* Task
In the listing below, every line with the word "needed" needs to be copied.

[Opening Dataset extract section]

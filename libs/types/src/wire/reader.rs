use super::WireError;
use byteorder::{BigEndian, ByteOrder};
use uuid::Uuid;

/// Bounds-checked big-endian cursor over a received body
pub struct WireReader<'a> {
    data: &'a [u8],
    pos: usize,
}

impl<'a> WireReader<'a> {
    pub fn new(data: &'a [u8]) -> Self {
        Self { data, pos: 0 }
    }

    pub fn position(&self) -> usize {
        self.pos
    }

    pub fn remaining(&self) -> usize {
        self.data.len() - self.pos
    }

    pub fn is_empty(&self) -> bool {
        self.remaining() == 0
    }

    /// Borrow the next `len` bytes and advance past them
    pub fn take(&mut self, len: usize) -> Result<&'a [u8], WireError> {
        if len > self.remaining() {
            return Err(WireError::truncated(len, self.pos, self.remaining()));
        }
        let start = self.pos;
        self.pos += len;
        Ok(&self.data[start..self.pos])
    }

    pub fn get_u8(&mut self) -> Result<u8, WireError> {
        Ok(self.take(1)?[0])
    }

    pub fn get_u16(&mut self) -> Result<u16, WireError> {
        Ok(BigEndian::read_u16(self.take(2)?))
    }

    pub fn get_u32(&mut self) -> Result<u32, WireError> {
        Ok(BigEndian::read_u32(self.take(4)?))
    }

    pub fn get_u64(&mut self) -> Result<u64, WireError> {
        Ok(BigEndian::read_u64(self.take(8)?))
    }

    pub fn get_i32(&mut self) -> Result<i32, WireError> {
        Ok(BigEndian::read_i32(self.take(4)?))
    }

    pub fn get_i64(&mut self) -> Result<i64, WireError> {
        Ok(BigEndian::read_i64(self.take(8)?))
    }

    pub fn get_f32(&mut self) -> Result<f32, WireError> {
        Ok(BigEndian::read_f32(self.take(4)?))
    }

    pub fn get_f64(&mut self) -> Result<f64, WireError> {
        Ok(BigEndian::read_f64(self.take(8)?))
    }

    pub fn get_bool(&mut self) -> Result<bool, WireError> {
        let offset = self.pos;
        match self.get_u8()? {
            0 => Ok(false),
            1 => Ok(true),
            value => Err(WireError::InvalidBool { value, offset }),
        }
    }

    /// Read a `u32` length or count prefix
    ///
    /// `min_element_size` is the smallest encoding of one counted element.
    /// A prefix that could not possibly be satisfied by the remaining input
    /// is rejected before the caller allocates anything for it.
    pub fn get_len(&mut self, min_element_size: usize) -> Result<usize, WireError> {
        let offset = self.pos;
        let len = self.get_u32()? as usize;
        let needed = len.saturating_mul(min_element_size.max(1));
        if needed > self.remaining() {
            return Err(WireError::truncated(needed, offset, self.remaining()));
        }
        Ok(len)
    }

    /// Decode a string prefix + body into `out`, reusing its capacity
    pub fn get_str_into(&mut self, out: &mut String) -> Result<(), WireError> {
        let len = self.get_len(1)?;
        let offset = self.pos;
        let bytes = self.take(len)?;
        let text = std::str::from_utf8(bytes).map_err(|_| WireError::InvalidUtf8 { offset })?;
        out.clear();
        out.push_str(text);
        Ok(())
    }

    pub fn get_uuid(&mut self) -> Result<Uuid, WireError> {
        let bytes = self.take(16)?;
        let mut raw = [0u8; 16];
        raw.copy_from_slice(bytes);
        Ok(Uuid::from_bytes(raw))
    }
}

[Closing Dataset extract section]

* Response
        let needed = len.saturating_mul(min_element_size.max(1));
        if needed > self.remaining() {
            return Err(WireError::truncated(needed, offset, self.remaining()));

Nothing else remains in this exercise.